──────── THE INPUT
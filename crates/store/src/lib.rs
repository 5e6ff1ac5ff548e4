//! Storage backends for OpsClaw.
//!
//! Every backend implements `opsclaw_core::Store`: conversation turns,
//! logic versions, flow steps, and reference-usage records.

pub mod in_memory;

#[cfg(feature = "sqlite")]
pub mod sqlite;

pub use in_memory::InMemoryStore;

#[cfg(feature = "sqlite")]
pub use sqlite::SqliteStore;

use opsclaw_config::AppConfig;
use opsclaw_core::error::StoreError;
use opsclaw_core::store::Store;
use std::sync::Arc;

/// Open the backend named in `[store]`.
pub async fn build_from_config(config: &AppConfig) -> Result<Arc<dyn Store>, StoreError> {
    match config.store.backend.as_str() {
        "memory" => Ok(Arc::new(InMemoryStore::new())),
        #[cfg(feature = "sqlite")]
        "sqlite" => {
            let path = match &config.store.path {
                Some(path) => path.clone(),
                None => {
                    let dir = AppConfig::config_dir();
                    std::fs::create_dir_all(&dir)
                        .map_err(|e| StoreError::Storage(format!("Cannot create {}: {e}", dir.display())))?;
                    format!("sqlite://{}", dir.join("opsclaw.db").display())
                }
            };
            Ok(Arc::new(SqliteStore::new(&path).await?))
        }
        other => Err(StoreError::Storage(format!("Unsupported store backend: {other}"))),
    }
}

#[cfg(test)]
mod tests {
    use super::*;

    #[tokio::test]
    async fn default_config_builds_memory_store() {
        let store = build_from_config(&AppConfig::default()).await.unwrap();
        assert_eq!(store.name(), "memory");
    }

    #[cfg(feature = "sqlite")]
    #[tokio::test]
    async fn sqlite_backend_with_explicit_path() {
        let mut config = AppConfig::default();
        config.store.backend = "sqlite".into();
        config.store.path = Some("sqlite::memory:".into());
        let store = build_from_config(&config).await.unwrap();
        assert_eq!(store.name(), "sqlite");
    }

    #[tokio::test]
    async fn unknown_backend_is_rejected() {
        let mut config = AppConfig::default();
        config.store.backend = "cassandra".into();
        assert!(build_from_config(&config).await.is_err());
    }
}
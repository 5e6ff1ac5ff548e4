pub mod chat;
pub mod config_cmd;
pub mod logic;
pub mod operations;
pub mod serve;

use anyhow::Context;
use opsclaw_config::AppConfig;
use std::path::Path;

/// Load config from `path`, or from the default location when absent.
pub fn load_config(path: Option<&Path>) -> anyhow::Result<AppConfig> {
    match path {
        Some(path) => {
            let mut config = AppConfig::load_from(path)
                .with_context(|| format!("Failed to load config from {}", path.display()))?;
            config.apply_env_overrides();
            config.validate()?;
            tracing::debug!(path = %path.display(), "Loaded configuration");
            Ok(config)
        }
        None => AppConfig::load().context("Failed to load config"),
    }
}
────────────────
#### [PROBLEM STATEMENT]
Your answer must be a single number: the count of lines in the records that hold the word "Storage".

#### [EXERCISE OUTPUT]
3